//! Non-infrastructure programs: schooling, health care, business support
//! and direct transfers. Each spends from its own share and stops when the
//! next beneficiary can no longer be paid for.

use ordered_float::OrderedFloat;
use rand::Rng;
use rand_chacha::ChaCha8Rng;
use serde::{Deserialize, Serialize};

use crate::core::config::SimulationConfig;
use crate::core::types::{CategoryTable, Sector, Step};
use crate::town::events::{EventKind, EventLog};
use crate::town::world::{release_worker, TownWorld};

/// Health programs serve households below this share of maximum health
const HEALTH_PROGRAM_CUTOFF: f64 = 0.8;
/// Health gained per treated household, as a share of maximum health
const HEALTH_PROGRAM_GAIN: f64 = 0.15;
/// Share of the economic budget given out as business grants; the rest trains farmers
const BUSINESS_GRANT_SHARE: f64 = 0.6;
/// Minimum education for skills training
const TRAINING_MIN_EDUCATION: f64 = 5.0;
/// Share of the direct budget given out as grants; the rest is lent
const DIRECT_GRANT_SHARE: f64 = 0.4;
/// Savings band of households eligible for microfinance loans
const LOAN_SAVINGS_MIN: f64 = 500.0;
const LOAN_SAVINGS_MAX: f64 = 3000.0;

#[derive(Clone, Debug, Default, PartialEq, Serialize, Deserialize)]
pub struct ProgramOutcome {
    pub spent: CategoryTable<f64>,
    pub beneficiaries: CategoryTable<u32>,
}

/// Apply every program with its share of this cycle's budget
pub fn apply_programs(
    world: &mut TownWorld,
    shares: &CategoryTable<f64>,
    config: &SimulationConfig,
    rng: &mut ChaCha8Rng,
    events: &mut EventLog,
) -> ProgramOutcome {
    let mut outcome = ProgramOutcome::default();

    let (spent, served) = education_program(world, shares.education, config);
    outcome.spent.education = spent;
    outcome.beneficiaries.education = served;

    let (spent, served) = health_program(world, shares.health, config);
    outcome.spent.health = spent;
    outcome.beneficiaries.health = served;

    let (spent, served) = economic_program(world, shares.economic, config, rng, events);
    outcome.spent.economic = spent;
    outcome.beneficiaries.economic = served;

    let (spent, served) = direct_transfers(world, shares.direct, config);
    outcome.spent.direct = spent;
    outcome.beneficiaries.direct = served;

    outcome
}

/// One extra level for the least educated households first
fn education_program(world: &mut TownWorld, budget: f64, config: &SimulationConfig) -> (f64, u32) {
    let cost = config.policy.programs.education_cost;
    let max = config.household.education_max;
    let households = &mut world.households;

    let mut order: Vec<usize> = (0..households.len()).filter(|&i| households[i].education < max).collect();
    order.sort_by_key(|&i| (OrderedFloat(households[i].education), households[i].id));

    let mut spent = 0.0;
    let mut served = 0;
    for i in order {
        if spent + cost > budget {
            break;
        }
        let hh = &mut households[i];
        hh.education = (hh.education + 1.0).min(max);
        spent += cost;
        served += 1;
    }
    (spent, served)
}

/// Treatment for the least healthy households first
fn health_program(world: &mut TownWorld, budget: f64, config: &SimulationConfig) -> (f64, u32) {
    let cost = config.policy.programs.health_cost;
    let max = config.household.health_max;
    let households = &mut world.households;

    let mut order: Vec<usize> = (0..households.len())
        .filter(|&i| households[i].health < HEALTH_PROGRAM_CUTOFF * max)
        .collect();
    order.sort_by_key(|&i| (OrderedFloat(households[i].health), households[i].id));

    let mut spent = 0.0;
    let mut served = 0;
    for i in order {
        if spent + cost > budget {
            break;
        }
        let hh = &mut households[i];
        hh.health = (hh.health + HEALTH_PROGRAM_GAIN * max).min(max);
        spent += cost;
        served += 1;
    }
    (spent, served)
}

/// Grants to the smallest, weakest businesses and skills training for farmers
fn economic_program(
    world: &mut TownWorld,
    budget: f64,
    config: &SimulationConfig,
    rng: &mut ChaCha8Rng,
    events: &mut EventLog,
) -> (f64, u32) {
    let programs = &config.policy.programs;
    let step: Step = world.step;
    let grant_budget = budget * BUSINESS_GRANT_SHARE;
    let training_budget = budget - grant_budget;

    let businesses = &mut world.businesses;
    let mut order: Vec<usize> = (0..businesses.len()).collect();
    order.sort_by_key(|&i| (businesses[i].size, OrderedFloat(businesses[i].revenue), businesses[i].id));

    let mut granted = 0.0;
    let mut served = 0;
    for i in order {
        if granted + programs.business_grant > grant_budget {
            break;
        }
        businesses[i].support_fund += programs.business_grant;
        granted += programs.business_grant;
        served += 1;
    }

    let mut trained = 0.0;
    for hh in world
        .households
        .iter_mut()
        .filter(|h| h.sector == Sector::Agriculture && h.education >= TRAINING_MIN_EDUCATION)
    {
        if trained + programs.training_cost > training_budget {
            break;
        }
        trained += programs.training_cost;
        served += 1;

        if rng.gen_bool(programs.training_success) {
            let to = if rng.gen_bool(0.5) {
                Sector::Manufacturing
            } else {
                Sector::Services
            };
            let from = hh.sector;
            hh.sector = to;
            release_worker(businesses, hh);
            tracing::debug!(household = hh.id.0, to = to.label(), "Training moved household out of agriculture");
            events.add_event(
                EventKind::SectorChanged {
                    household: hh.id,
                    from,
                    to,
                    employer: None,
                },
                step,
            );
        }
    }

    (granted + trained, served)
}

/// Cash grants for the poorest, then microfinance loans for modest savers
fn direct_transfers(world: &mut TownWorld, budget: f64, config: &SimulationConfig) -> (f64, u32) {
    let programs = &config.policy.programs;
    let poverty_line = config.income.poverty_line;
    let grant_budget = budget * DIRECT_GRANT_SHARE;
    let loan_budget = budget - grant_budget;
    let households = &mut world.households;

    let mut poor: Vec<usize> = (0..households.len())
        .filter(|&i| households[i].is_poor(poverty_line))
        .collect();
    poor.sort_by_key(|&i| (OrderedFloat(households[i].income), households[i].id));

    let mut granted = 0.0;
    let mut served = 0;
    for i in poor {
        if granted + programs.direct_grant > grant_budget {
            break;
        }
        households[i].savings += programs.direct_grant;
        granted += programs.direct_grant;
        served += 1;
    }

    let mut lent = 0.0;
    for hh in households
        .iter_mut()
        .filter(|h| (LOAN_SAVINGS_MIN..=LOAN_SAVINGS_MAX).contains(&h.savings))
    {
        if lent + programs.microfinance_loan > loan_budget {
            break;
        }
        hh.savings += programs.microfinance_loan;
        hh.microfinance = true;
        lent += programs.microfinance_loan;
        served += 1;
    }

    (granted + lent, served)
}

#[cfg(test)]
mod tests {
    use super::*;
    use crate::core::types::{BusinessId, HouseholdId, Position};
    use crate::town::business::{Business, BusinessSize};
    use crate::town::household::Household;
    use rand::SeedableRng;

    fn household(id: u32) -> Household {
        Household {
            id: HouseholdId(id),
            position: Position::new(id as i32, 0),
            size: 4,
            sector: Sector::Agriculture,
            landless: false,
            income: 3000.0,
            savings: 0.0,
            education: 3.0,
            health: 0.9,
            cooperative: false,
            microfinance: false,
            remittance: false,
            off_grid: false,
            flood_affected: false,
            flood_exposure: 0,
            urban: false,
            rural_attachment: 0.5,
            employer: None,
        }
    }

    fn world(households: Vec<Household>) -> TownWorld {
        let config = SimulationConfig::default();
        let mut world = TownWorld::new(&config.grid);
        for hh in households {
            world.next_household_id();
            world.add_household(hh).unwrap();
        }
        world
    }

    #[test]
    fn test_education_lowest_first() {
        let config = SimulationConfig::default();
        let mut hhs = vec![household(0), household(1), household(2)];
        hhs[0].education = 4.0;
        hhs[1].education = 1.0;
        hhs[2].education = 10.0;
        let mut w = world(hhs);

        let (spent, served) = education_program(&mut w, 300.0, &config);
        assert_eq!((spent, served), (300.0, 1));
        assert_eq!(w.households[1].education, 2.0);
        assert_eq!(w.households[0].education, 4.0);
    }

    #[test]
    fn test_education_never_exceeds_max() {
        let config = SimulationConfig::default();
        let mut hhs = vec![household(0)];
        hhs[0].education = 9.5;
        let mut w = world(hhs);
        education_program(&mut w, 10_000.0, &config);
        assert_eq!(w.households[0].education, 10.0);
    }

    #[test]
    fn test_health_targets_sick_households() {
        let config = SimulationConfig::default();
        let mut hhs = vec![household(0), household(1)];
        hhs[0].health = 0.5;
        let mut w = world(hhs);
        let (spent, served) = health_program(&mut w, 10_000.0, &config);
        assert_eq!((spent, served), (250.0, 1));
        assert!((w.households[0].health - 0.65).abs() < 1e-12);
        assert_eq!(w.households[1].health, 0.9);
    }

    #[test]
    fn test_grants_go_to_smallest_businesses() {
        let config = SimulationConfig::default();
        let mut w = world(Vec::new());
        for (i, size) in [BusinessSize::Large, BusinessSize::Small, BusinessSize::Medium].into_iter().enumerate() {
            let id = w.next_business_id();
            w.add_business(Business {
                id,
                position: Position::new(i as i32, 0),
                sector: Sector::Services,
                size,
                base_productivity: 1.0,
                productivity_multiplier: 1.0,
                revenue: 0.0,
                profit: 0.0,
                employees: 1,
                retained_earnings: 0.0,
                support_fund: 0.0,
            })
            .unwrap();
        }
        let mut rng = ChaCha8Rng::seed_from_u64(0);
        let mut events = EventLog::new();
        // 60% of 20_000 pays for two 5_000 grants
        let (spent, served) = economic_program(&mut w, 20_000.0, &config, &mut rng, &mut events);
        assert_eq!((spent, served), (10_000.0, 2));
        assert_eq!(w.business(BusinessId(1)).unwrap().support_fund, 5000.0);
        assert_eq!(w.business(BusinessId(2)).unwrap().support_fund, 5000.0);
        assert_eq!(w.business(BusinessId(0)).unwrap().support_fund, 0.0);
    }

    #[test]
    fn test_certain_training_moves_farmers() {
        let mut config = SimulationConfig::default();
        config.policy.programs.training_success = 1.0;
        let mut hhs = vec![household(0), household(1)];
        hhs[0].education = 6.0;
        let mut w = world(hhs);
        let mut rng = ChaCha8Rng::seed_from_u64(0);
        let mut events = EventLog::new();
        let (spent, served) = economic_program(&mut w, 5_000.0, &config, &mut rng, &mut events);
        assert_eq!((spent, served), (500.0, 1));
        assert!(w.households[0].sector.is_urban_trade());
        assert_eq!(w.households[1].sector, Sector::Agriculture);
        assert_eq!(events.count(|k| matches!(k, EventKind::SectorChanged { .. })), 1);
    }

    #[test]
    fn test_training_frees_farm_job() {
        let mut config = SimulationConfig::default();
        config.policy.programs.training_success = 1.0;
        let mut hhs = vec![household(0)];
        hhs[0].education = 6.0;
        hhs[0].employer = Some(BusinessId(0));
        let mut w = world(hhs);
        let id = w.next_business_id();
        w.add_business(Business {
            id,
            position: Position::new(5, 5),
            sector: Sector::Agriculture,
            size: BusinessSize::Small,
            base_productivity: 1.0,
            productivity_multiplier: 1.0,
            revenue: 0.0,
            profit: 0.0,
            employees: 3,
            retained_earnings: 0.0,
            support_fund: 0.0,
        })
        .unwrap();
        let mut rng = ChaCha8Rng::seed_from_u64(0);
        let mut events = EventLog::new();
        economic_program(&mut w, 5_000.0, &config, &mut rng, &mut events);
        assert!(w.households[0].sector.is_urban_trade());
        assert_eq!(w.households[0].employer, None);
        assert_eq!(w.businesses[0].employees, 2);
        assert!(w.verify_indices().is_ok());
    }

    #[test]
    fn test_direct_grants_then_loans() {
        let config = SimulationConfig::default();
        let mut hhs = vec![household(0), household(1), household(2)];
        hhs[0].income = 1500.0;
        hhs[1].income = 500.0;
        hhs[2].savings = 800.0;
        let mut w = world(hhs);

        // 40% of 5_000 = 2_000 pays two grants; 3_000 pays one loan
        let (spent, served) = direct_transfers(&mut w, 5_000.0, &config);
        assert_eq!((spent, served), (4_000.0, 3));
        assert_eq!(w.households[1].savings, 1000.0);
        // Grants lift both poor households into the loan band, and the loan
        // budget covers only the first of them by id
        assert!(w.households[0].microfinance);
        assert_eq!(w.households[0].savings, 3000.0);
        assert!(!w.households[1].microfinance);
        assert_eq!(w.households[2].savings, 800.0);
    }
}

= = =

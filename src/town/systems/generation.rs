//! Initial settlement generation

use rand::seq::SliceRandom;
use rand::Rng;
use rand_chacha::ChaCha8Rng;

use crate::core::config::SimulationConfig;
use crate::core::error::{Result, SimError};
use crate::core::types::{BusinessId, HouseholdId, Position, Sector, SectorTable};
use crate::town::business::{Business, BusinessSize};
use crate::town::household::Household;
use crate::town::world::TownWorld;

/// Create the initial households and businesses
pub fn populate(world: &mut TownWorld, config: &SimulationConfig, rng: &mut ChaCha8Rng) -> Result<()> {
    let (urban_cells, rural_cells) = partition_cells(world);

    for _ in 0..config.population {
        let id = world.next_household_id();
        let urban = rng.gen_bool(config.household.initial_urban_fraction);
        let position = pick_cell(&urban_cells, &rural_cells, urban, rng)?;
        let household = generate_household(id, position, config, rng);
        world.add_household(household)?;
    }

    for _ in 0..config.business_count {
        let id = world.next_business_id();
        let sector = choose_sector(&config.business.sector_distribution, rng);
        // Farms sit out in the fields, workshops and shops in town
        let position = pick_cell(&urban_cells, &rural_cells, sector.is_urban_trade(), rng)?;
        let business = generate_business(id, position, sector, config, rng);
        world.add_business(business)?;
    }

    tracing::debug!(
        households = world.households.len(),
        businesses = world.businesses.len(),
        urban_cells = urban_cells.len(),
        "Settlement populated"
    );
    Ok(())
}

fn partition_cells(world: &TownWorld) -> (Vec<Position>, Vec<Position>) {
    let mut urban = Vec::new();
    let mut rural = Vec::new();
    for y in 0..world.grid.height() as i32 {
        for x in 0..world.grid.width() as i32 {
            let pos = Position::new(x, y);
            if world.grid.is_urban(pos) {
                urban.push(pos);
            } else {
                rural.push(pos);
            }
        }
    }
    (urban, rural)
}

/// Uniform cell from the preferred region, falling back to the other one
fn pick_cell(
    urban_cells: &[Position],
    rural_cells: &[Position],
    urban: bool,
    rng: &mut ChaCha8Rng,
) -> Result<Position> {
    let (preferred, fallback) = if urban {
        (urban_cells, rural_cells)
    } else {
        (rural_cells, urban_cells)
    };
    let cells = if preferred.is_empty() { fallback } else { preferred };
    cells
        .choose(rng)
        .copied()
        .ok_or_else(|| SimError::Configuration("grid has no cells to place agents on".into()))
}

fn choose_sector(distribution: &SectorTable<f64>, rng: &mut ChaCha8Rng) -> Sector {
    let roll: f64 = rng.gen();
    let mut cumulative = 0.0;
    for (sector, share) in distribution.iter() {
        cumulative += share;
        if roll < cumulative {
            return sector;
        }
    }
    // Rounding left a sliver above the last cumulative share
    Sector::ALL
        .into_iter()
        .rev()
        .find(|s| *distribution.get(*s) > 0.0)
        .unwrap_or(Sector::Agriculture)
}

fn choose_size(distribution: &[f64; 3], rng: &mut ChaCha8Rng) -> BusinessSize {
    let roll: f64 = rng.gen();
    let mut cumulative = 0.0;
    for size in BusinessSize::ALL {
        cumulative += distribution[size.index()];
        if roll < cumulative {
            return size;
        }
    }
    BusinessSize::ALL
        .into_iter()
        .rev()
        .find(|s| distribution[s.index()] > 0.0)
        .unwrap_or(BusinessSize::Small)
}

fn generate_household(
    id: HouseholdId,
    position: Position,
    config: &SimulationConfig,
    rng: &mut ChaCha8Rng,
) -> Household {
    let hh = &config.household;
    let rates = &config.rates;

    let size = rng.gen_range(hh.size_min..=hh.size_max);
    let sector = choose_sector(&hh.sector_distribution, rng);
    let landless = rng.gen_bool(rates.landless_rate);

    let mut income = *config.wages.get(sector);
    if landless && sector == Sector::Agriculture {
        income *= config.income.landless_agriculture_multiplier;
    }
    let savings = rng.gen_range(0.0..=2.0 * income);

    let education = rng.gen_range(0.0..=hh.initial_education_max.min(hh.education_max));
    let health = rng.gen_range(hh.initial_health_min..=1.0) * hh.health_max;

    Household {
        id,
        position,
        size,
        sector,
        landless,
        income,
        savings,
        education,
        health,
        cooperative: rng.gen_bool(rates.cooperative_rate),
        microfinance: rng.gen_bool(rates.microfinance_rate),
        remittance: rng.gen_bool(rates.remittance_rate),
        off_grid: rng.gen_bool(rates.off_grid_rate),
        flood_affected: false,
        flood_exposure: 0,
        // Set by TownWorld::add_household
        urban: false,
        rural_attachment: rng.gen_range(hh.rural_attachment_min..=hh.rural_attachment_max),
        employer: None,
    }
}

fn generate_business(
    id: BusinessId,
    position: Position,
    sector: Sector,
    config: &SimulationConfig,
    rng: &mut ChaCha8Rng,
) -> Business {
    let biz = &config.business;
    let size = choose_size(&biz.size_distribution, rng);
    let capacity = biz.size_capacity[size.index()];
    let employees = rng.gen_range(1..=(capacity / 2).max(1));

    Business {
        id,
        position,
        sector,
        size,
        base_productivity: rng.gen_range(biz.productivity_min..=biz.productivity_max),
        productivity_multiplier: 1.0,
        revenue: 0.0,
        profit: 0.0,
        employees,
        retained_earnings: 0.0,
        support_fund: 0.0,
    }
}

= = =

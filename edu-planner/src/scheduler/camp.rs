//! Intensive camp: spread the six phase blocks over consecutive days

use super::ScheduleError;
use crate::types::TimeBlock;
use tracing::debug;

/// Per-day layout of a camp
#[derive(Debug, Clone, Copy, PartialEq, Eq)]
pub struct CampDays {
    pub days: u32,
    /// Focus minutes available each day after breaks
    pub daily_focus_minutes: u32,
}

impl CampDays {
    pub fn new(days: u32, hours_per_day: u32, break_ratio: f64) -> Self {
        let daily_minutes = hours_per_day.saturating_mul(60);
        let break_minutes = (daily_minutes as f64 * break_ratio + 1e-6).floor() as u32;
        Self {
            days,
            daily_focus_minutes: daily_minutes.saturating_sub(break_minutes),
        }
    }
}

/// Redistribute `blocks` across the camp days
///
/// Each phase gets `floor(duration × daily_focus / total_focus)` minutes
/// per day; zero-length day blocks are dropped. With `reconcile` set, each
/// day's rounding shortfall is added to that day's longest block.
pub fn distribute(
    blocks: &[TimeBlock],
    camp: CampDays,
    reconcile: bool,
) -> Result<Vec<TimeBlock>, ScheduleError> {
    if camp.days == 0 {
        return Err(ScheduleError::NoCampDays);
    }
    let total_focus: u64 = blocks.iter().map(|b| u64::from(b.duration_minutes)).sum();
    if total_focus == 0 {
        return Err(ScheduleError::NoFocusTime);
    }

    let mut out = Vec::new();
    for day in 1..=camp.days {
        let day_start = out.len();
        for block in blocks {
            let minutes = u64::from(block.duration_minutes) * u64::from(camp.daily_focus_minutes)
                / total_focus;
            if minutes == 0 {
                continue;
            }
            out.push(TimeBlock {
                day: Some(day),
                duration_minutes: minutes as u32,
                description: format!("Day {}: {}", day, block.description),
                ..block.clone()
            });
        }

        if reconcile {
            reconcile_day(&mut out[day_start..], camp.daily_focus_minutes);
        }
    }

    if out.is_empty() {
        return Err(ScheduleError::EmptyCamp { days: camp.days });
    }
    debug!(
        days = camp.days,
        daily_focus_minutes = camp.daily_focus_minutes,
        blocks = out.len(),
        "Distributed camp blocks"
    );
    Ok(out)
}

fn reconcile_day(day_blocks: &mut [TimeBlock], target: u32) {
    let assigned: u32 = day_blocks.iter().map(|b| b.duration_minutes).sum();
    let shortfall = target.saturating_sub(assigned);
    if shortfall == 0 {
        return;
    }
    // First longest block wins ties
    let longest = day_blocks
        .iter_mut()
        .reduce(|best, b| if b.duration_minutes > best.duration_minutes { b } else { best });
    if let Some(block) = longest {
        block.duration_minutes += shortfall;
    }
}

= = =

Problem to work on
From the line holding "care, business support" to the line holding "PartialEq, Serialize, Deserialize)]", inclusive, restate each line above exactly as written.

Exercise result
//! Non-infrastructure programs: schooling, health care, business support
//! and direct transfers. Each spends from its own share and stops when the
//! next beneficiary can no longer be paid for.

use ordered_float::OrderedFloat;
use rand::Rng;
use rand_chacha::ChaCha8Rng;
use serde::{Deserialize, Serialize};

use crate::core::config::SimulationConfig;
use crate::core::types::{CategoryTable, Sector, Step};
use crate::town::events::{EventKind, EventLog};
use crate::town::world::{release_worker, TownWorld};

/// Health programs serve households below this share of maximum health
const HEALTH_PROGRAM_CUTOFF: f64 = 0.8;
/// Health gained per treated household, as a share of maximum health
const HEALTH_PROGRAM_GAIN: f64 = 0.15;
/// Share of the economic budget given out as business grants; the rest trains farmers
const BUSINESS_GRANT_SHARE: f64 = 0.6;
/// Minimum education for skills training
const TRAINING_MIN_EDUCATION: f64 = 5.0;
/// Share of the direct budget given out as grants; the rest is lent
const DIRECT_GRANT_SHARE: f64 = 0.4;
/// Savings band of households eligible for microfinance loans
const LOAN_SAVINGS_MIN: f64 = 500.0;
const LOAN_SAVINGS_MAX: f64 = 3000.0;

#[derive(Clone, Debug, Default, PartialEq, Serialize, Deserialize)]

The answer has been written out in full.